Work order: The answer must be an exact copy of all the data below.

Provided entries:
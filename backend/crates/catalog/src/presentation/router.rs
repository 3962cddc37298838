//! Catalog Router
//!
//! All routes are behind the access guard; every handler sees a verified
//! [`auth::CurrentAccount`].

use axum::{
    Router, middleware,
    routing::{get, put},
};
use std::sync::Arc;

use auth::application::config::AuthConfig;
use auth::presentation::middleware::require_account;
use platform::mailer::{Notifier, SmtpMailer};

use crate::domain::repository::{OwnerDirectory, ProductRepository};
use crate::infra::postgres::PgCatalogRepository;
use crate::presentation::handlers::{self, CatalogAppState};

/// Create the catalog router with PostgreSQL repository and SMTP notifier
pub fn catalog_router(
    repo: PgCatalogRepository,
    mailer: SmtpMailer,
    auth_config: Arc<AuthConfig>,
) -> Router {
    catalog_router_generic(repo, mailer, auth_config)
}

/// Create a generic catalog router for any repository/notifier implementation
pub fn catalog_router_generic<R, N>(repo: R, notifier: N, auth_config: Arc<AuthConfig>) -> Router
where
    R: ProductRepository + OwnerDirectory + Clone + Send + Sync + 'static,
    N: Notifier + Clone + Send + Sync + 'static,
{
    let state = CatalogAppState {
        repo: Arc::new(repo),
        notifier: Arc::new(notifier),
    };

    Router::new()
        .route(
            "/",
            get(handlers::list_products::<R, N>).post(handlers::create_product::<R, N>),
        )
        .route(
            "/{id}",
            put(handlers::update_product::<R, N>).delete(handlers::delete_product::<R, N>),
        )
        .route_layer(middleware::from_fn_with_state(auth_config, require_account))
        .with_state(state)
}
//! Platform Crate - Technical Infrastructure
//!
//! This crate provides shared technical foundations with no domain knowledge:
//! - Password hashing (Argon2id, salted, memory-hard)
//! - Signed access tokens (HMAC-SHA256, self-contained claims)
//! - Outbound mail (SMTP via lettre, best-effort by contract of the callers)

pub mod mailer;
pub mod password;
pub mod token;

// Re-export the underlying mail crate so downstream crates (and their test
// doubles) can name its types without a direct dependency.
pub use lettre;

Written response:
filename backend/crates/catalog/src/presentation/router.rs
repository 3962cddc37298838
//! Catalog Router
//!
//! All routes are behind the access guard; every handler sees a verified
//! [`auth::CurrentAccount`].

use axum::{
    Router, middleware,
    routing::{get, put},
};
use std::sync::Arc;

use auth::application::config::AuthConfig;
use auth::presentation::middleware::require_account;
use platform::mailer::{Notifier, SmtpMailer};

use crate::domain::repository::{OwnerDirectory, ProductRepository};
use crate::infra::postgres::PgCatalogRepository;
use crate::presentation::handlers::{self, CatalogAppState};

/// Create the catalog router with PostgreSQL repository and SMTP notifier
pub fn catalog_router(
    repo: PgCatalogRepository,
    mailer: SmtpMailer,
    auth_config: Arc<AuthConfig>,
) -> Router {
    catalog_router_generic(repo, mailer, auth_config)
}

/// Create a generic catalog router for any repository/notifier implementation
pub fn catalog_router_generic<R, N>(repo: R, notifier: N, auth_config: Arc<AuthConfig>) -> Router
where
    R: ProductRepository + OwnerDirectory + Clone + Send + Sync + 'static,
    N: Notifier + Clone + Send + Sync + 'static,
{
    let state = CatalogAppState {
        repo: Arc::new(repo),
        notifier: Arc::new(notifier),
    };

    Router::new()
        .route(
            "/",
            get(handlers::list_products::<R, N>).post(handlers::create_product::<R, N>),
        )
        .route(
            "/{id}",
            put(handlers::update_product::<R, N>).delete(handlers::delete_product::<R, N>),
        )
        .route_layer(middleware::from_fn_with_state(auth_config, require_account))
        .with_state(state)
}
//! Platform Crate - Technical Infrastructure
//!
//! This crate provides shared technical foundations with no domain knowledge:
//! - Password hashing (Argon2id, salted, memory-hard)
//! - Signed access tokens (HMAC-SHA256, self-contained claims)
//! - Outbound mail (SMTP via lettre, best-effort by contract of the callers)

pub mod mailer;
pub mod password;
pub mod token;

// Re-export the underlying mail crate so downstream crates (and their test
// doubles) can name its types without a direct dependency.
pub use lettre;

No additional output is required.